▶ _Aim of the exercise_: Copy exactly the lines from the first line of the records below through the line containing "fn update(&self, record: CriterionRecord)", including both, and nothing else.

[Collected data entries]
use crate::model::CourseSnapshot;

use super::criteria::{CriterionId, CriterionRecord};

/// Storage of configured criteria, so the service can be exercised without a database.
pub trait CriteriaRepository: Send + Sync {
    fn insert(&self, record: CriterionRecord) -> Result<CriterionRecord, RepositoryError>;
    fn update(&self, record: CriterionRecord) -> Result<(), RepositoryError>;
    fn fetch(&self, id: &CriterionId) -> Result<Option<CriterionRecord>, RepositoryError>;
    fn all(&self) -> Result<Vec<CriterionRecord>, RepositoryError>;
    fn remove(&self, id: &CriterionId) -> Result<CriterionRecord, RepositoryError>;
}

/// Supplies the students, sheets, exams, tutorials and teams criteria are evaluated against.
pub trait CourseSnapshotSource: Send + Sync {
    fn snapshot(&self) -> Result<CourseSnapshot, RepositoryError>;
}

#[derive(Debug, thiserror::Error)]
pub enum RepositoryError {
    #[error("record already exists")]
    Conflict,
    #[error("record not found")]
    NotFound,
    #[error("repository unavailable: {0}")]
    Unavailable(String),
}
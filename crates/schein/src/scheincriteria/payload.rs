use serde::{Deserialize, Serialize};
use serde_json::{json, Map, Value};

use super::criteria::Criterion;
use super::form::FormFieldDescriptor;
use super::registry::CriterionSchema;

/// Criterion configuration as submitted by a client.
#[derive(Debug, Clone, PartialEq, Serialize, Deserialize)]
pub struct CriterionDto {
    pub identifier: String,
    pub name: String,
    #[serde(default)]
    pub data: Map<String, Value>,
}

#[derive(Debug, thiserror::Error)]
pub enum PayloadError {
    #[error("no criterion is registered for identifier '{0}'")]
    UnknownIdentifier(String),
    #[error("criterion name must not be empty")]
    EmptyName,
    #[error("field '{field}' is not part of criterion '{identifier}'")]
    UnknownField { identifier: String, field: String },
    #[error("field '{field}' is required by criterion '{identifier}'")]
    MissingField { identifier: String, field: String },
    #[error("field '{field}' must be {expected}")]
    InvalidType {
        field: String,
        expected: &'static str,
    },
    #[error("field '{field}' is out of bounds: {reason}")]
    OutOfBounds { field: String, reason: String },
    #[error("field '{field}' must be one of the listed values, got '{value}'")]
    InvalidEnumValue { field: String, value: String },
    #[error("criterion data could not be read: {0}")]
    Deserialize(#[from] serde_json::Error),
}

/// Checks `dto.data` field by field and deserializes it into the variant `schema` describes.
pub(crate) fn into_criterion(
    schema: &CriterionSchema,
    dto: &CriterionDto,
) -> Result<Criterion, PayloadError> {
    if dto.name.trim().is_empty() {
        return Err(PayloadError::EmptyName);
    }

    let identifier = schema.identifier();
    for field in dto.data.keys() {
        if schema.field(field).is_none() && !schema.is_ignored(field) {
            return Err(PayloadError::UnknownField {
                identifier: identifier.to_string(),
                field: field.clone(),
            });
        }
    }

    let mut data = Map::new();
    for (name, descriptor) in schema.fields() {
        let value = dto
            .data
            .get(name)
            .ok_or_else(|| PayloadError::MissingField {
                identifier: identifier.to_string(),
                field: name.to_string(),
            })?;
        check_value(name, descriptor, value, &dto.data)?;
        data.insert(name.to_string(), value.clone());
    }

    let tagged = json!({
        "identifier": identifier.as_str(),
        "data": Value::Object(data),
    });
    Ok(serde_json::from_value(tagged)?)
}

fn check_value(
    name: &str,
    descriptor: &FormFieldDescriptor,
    value: &Value,
    data: &Map<String, Value>,
) -> Result<(), PayloadError> {
    let invalid_type = |expected| PayloadError::InvalidType {
        field: name.to_string(),
        expected,
    };

    match descriptor {
        FormFieldDescriptor::String => {
            value.as_str().ok_or_else(|| invalid_type("a string"))?;
        }
        FormFieldDescriptor::Boolean => {
            value.as_bool().ok_or_else(|| invalid_type("a boolean"))?;
        }
        FormFieldDescriptor::Integer { min, max } => {
            let number = value.as_i64().ok_or_else(|| invalid_type("an integer"))?;
            check_bounds(
                name,
                number as f64,
                min.map(|min| min as f64),
                max.map(|max| max as f64),
            )?;
        }
        FormFieldDescriptor::Float {
            min,
            max,
            percentage,
            percentage_toggle_field,
        } => {
            let number = value.as_f64().ok_or_else(|| invalid_type("a number"))?;

            if *percentage {
                // Stored as a fraction, bounds describe the value shown in percent.
                check_bounds(name, number * 100.0, *min, *max)?;
                return Ok(());
            }

            let toggled = percentage_toggle_field
                .as_deref()
                .and_then(|toggle| data.get(toggle))
                .and_then(Value::as_bool)
                .unwrap_or(false);
            if toggled {
                check_bounds(name, number, Some(0.0), Some(1.0))?;
            }
            check_bounds(name, number, *min, *max)?;
        }
        FormFieldDescriptor::Enum { enum_values } => {
            let chosen = value.as_str().ok_or_else(|| invalid_type("a string"))?;
            if !enum_values.iter().any(|entry| entry.identifier == chosen) {
                return Err(PayloadError::InvalidEnumValue {
                    field: name.to_string(),
                    value: chosen.to_string(),
                });
            }
        }
    }

    Ok(())
}

fn check_bounds(
    name: &str,
    value: f64,
    min: Option<f64>,
    max: Option<f64>,
) -> Result<(), PayloadError> {
    if !value.is_finite() {
        return Err(PayloadError::OutOfBounds {
            field: name.to_string(),
            reason: "value is not finite".to_string(),
        });
    }
    if let Some(min) = min {
        if value < min {
            return Err(PayloadError::OutOfBounds {
                field: name.to_string(),
                reason: format!("{value} is below {min}"),
            });
        }
    }
    if let Some(max) = max {
        if value > max {
            return Err(PayloadError::OutOfBounds {
                field: name.to_string(),
                reason: format!("{value} is above {max}"),
            });
        }
    }
    Ok(())
}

▶ _Result_:
use crate::model::CourseSnapshot;

use super::criteria::{CriterionId, CriterionRecord};

/// Storage of configured criteria, so the service can be exercised without a database.
pub trait CriteriaRepository: Send + Sync {
    fn insert(&self, record: CriterionRecord) -> Result<CriterionRecord, RepositoryError>;
    fn update(&self, record: CriterionRecord) -> Result<(), RepositoryError>;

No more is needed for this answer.